- Born: Henry Hoxie Bassett September 11, 1874 Utica, New York, U.S.
- Died: October 17, 1926 (aged 52) Paris, France
- Occupation: manager
- Known for: President Buick Motor Car Company
- Board member of: General Motors
- Spouses: Maria Pearl Cole; Jessie Hood; ^{[citation needed]}
- Children: 2

= Harry H. Bassett =

American automotive industry executive (1874-1926)

Harry Hoxie Bassett (September 11, 1874 – October 17, 1926) was an American automotive industry executive and president of Buick Motor Car Company, division of General Motors from 1920 through 1926.

==Early life==
Bassett was born in Utica, New York, the son of Mary (née Babcock) and William Bassett. Bassett had dreams of being a lawyer but without funds to attend law school, he started his manufacturing career directly out of high school working for the Remington Arms Company. He had to request a day off to be able to attend his high school graduation. He worked for Remington Arms for twelve years when Charles Stewart Mott requested that Bassett become the assistant general manager at Mott's operation in Flint. (Billy Durant had requested that Mott move his wheel and axle manufacturing company from Utica, New York to Flint, Michigan to be closer to the Buick Manufacturing operations in Flint). In 1905, Bassett agreed to join Mott and left his position with Remington Arms.

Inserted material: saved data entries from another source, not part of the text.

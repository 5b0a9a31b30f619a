//! Raw dependency files, served to the browser as JavaScript.

use std::path::{Component, Path as FsPath, PathBuf};
use std::sync::Arc;

use axum::extract::{Path, State};
use axum::http::header;
use axum::response::{IntoResponse, Response};

use crate::server::error::ServerError;
use crate::server::state::AppState;

/// Handle `GET /node_modules/{*path}`.
pub(crate) async fn serve_dependency(
    State(state): State<Arc<AppState>>,
    Path(path): Path<String>,
) -> Result<Response, ServerError> {
    let file = dependency_file(&state.paths.dependency_dir, &path)
        .ok_or_else(|| ServerError::NotFound(path.clone()))?;

    let is_file = tokio::fs::metadata(&file)
        .await
        .map(|m| m.is_file())
        .unwrap_or(false);
    if !is_file {
        return Err(ServerError::NotFound(path));
    }

    let bytes = tokio::fs::read(&file).await?;
    Ok(([(header::CONTENT_TYPE, "text/javascript")], bytes).into_response())
}

/// Join `path` onto `dependency_dir`, refusing anything that would leave it.
fn dependency_file(dependency_dir: &FsPath, path: &str) -> Option<PathBuf> {
    let mut file = dependency_dir.to_path_buf();
    for component in FsPath::new(path).components() {
        match component {
            Component::Normal(part) => file.push(part),
            Component::CurDir => {}
            _ => return None,
        }
    }
    Some(file)
}

#[cfg(test)]
mod tests {
    use super::*;

    #[test]
    fn test_dependency_file() {
        let deps = FsPath::new("/project/node_modules");
        assert_eq!(
            dependency_file(deps, "left-pad/index.js"),
            Some(PathBuf::from("/project/node_modules/left-pad/index.js"))
        );
        assert_eq!(
            dependency_file(deps, "@scope/pkg/./dist/x.js"),
            Some(PathBuf::from("/project/node_modules/@scope/pkg/dist/x.js"))
        );
        assert_eq!(dependency_file(deps, "../package-lock.json"), None);
        assert_eq!(dependency_file(deps, "/etc/passwd"), None);
    }
}
//! Isolated execution of page generators.
//!
//! Every render gets a brand-new isolate on its own OS thread, torn down when
//! the render ends. Nothing is pooled: page code may mutate globals and that
//! must not leak into the next request. The caller sees exactly one of three
//! outcomes: markup, an execution error reported by the worker, or the
//! worker dying without reporting anything.

mod loader;
mod ops;
mod runtime;

use std::path::{Path, PathBuf};
use std::sync::atomic::{AtomicBool, Ordering};
use std::sync::Arc;
use std::time::{Duration, Instant};

use deno_core::v8::IsolateHandle;
use serde::Deserialize;
use tokio::sync::{oneshot, OwnedSemaphorePermit, Semaphore};

use crate::error::RenderError;
use crate::resolver::ModuleResolution;

pub use loader::SandboxedLoader;
pub use ops::ConsoleOutput;
pub use runtime::RenderOutput;

/// Limits applied to every render.
#[derive(Debug, Clone, PartialEq, Eq, Deserialize)]
#[serde(default, deny_unknown_fields)]
pub struct SandboxConfig {
    /// Maximum heap size in bytes (default: 64MB, None = unlimited)
    pub max_heap_size: Option<usize>,
    /// Maximum time for a single render in milliseconds (default: 30000ms, None = unlimited)
    pub timeout_ms: Option<u64>,
    /// Renders allowed to run at once; further requests wait for a slot
    pub max_concurrent: usize,
}

impl Default for SandboxConfig {
    fn default() -> Self {
        Self {
            max_heap_size: Some(64 * 1024 * 1024),
            timeout_ms: Some(30_000),
            max_concurrent: 8,
        }
    }
}

/// The single message a worker sends back.
enum WorkerMessage {
    Page(RenderOutput),
    Failed(String),
}

struct RenderJob {
    entry: PathBuf,
    allowed_dirs: Vec<PathBuf>,
    dependency_dir: Option<PathBuf>,
    resolution: Arc<dyn ModuleResolution>,
    config: SandboxConfig,
}

#[derive(Clone)]
pub struct RenderSandbox {
    config: SandboxConfig,
    allowed_dirs: Vec<PathBuf>,
    dependency_dir: Option<PathBuf>,
    resolution: Arc<dyn ModuleResolution>,
    slots: Arc<Semaphore>,
}

impl RenderSandbox {
    /// `allowed_dirs` bounds what generators may import.
    pub fn new(
        config: SandboxConfig,
        allowed_dirs: Vec<PathBuf>,
        resolution: Arc<dyn ModuleResolution>,
    ) -> Self {
        let slots = Arc::new(Semaphore::new(config.max_concurrent.max(1)));
        Self {
            config,
            allowed_dirs,
            dependency_dir: None,
            resolution,
            slots,
        }
    }

    /// Let generators import packages linked into `dir` from elsewhere on disk.
    pub fn with_dependency_dir(mut self, dir: impl Into<PathBuf>) -> Self {
        self.dependency_dir = Some(dir.into());
        self
    }

    /// Render the generator at `path` in a fresh isolate.
    pub async fn render(&self, path: &Path) -> Result<String, RenderError> {
        let permit = Arc::clone(&self.slots)
            .acquire_owned()
            .await
            .map_err(|_| RenderError::Terminated {
                path: path.to_path_buf(),
            })?;

        let start = Instant::now();
        let job = RenderJob {
            entry: path.to_path_buf(),
            allowed_dirs: self.allowed_dirs.clone(),
            dependency_dir: self.dependency_dir.clone(),
            resolution: Arc::clone(&self.resolution),
            config: self.config.clone(),
        };
        let cancelled = Arc::new(AtomicBool::new(false));
        let (handle_tx, handle_rx) = oneshot::channel::<IsolateHandle>();
        let (result_tx, result_rx) = oneshot::channel::<WorkerMessage>();

        std::thread::Builder::new()
            .name("render-worker".to_string())
            .spawn({
                let cancelled = Arc::clone(&cancelled);
                move || run_worker(job, permit, cancelled, handle_tx, result_tx)
            })
            .map_err(RenderError::Spawn)?;

        let received = match self.config.timeout_ms {
            Some(ms) => match tokio::time::timeout(Duration::from_millis(ms), result_rx).await {
                Ok(received) => received,
                Err(_) => {
                    cancelled.store(true, Ordering::SeqCst);
                    // The worker may not have built its isolate yet.
                    tokio::spawn(async move {
                        if let Ok(handle) = handle_rx.await {
                            handle.terminate_execution();
                        }
                    });
                    tracing::warn!(path = %path.display(), timeout_ms = ms, "Render timed out");
                    return Err(RenderError::TimedOut {
                        path: path.to_path_buf(),
                        ms,
                    });
                }
            },
            None => result_rx.await,
        };

        match received {
            Ok(WorkerMessage::Page(output)) => {
                log_console(path, &output.console);
                tracing::debug!(
                    path = %path.display(),
                    elapsed_ms = start.elapsed().as_secs_f64() * 1000.0,
                    "Rendered page"
                );
                Ok(output.markup)
            }
            Ok(WorkerMessage::Failed(cause)) => Err(RenderError::Execution {
                path: path.to_path_buf(),
                cause,
            }),
            Err(_) => Err(RenderError::Terminated {
                path: path.to_path_buf(),
            }),
        }
    }
}

/// Worker thread body. The permit is held until the isolate is gone.
///
/// The handle is sent before `cancelled` is checked, so a caller that gave up
/// either stops the worker here or terminates the isolate through the handle.
fn run_worker(
    job: RenderJob,
    _permit: OwnedSemaphorePermit,
    cancelled: Arc<AtomicBool>,
    handle_tx: oneshot::Sender<IsolateHandle>,
    result_tx: oneshot::Sender<WorkerMessage>,
) {
    let rt = match tokio::runtime::Builder::new_current_thread()
        .enable_all()
        .build()
    {
        Ok(rt) => rt,
        Err(e) => {
            let _ = result_tx.send(WorkerMessage::Failed(format!(
                "Failed to start worker runtime: {e}"
            )));
            return;
        }
    };

    let outcome = rt.block_on(async move {
        let mut loader = SandboxedLoader::new(&job.allowed_dirs, job.resolution)?;
        if let Some(dir) = &job.dependency_dir {
            loader = loader.with_dependency_dir(dir);
        }
        let mut js = runtime::create_runtime(&job.config, loader);
        let _ = handle_tx.send(js.v8_isolate().thread_safe_handle());
        if cancelled.load(Ordering::SeqCst) {
            return Err(deno_core::anyhow::anyhow!("Render cancelled before it started"));
        }
        runtime::render_module(&mut js, &job.entry).await
    });

    let message = match outcome {
        Ok(output) => WorkerMessage::Page(output),
        Err(e) => WorkerMessage::Failed(format!("{e:#}")),
    };
    let _ = result_tx.send(message);
}

fn log_console(path: &Path, console: &ConsoleOutput) {
    for line in &console.logs {
        tracing::info!(page = %path.display(), "{line}");
    }
    for line in &console.warns {
        tracing::warn!(page = %path.display(), "{line}");
    }
    for line in &console.errors {
        tracing::error!(page = %path.display(), "{line}");
    }
}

== Weston-Mott operations ==
After becoming abreast of Weston-Mott manufacturing operations in Utica, Bassett left for Flint and within one year was promoted to factory manager. The factory in Flint was new and was placed conveniently next to a new Buick manufacturing operation. By 1909, Durant traded General Motors stock for Weston-Mott stock and acquired 49% ownership of the Weston-Mott enterprise. The remaining 51% was purchased by General Motors in 1913 while the company was under the leadership of Charles W. Nash. Although purchased by General Motors, Weston-Mott was positioned within the Buick Car Company. In 1916, Bassett was elected vice-president of the Weston-Mott company and assistant general manager of Buick. That same year, Walter Chrysler then head of Buick Motor Car Company, threatened to leave General Motors as operations were back under control of Billy Durant. Durant offered Chrysler $500,000 annual salary plus bonus to remain with the company which Chrysler did for the next three years, finally resigning in 1919. The last straw for Chrysler was Durant's plan to invest $6M in the factory in Flint to manufacture frames when Chrysler had negotiated with A.O. Smith of Milwaukee to purchase frames cheaper than the Flint factory could produce them. Durant's promoting Bassett to general manager that year, was a bid to position a successor to Chrysler.

==Buick Motor Car Company==
When Chrysler finally did resign, Bassett was promoted to the Chrysler's position and became president and general manager of Buick. Immediately after taking office, Bassett was charged with implementing the $6M investment in the factory in Flint to manufacture frames and an additional $3M to establish a new factory in St. Louis.

Bassett was very popular among the workers in his factories, many of whom referred to him as "Harry." Forbes wrote the following after interviewing Bassett: "I once had a similar experience on a tour through a Buick plant with Harry Bassett, then its president. He was "Harry" to hundreds of men; he was constantly on his feet going from department to department of the plant; the men approached him and he approached them as if there were not the slightest distinction in their status and, if he ran short of tobacco, he thought nothing of asking an overawed workman to give him a chew." Forbes went on, "I learned from other officials that all the men who had been with the company for any time felt that they were working, not for some monster corporation, but for Harry Bassett, and that it was up to them to do their best by him and for him."

==Death==
Bassett travelled to Paris with a number of General Motors executives to attend the Paris Auto Show. While there, he contracted a cold which turned into bronchial pneumonia and on 17 October 1926, Bassett died. Bassett's body was returned to the United States and was brought by special train from Detroit to Flint on the 5th of November 1926. His body lay in state in Flint the next day. Buick factories were closed the 5th and 6 November, out of respect and to permit the workers to pay their respects. Bassett was replaced by Edward T. Strong who was appointed by Alfred Sloan, the man in charge of General Motors at that time.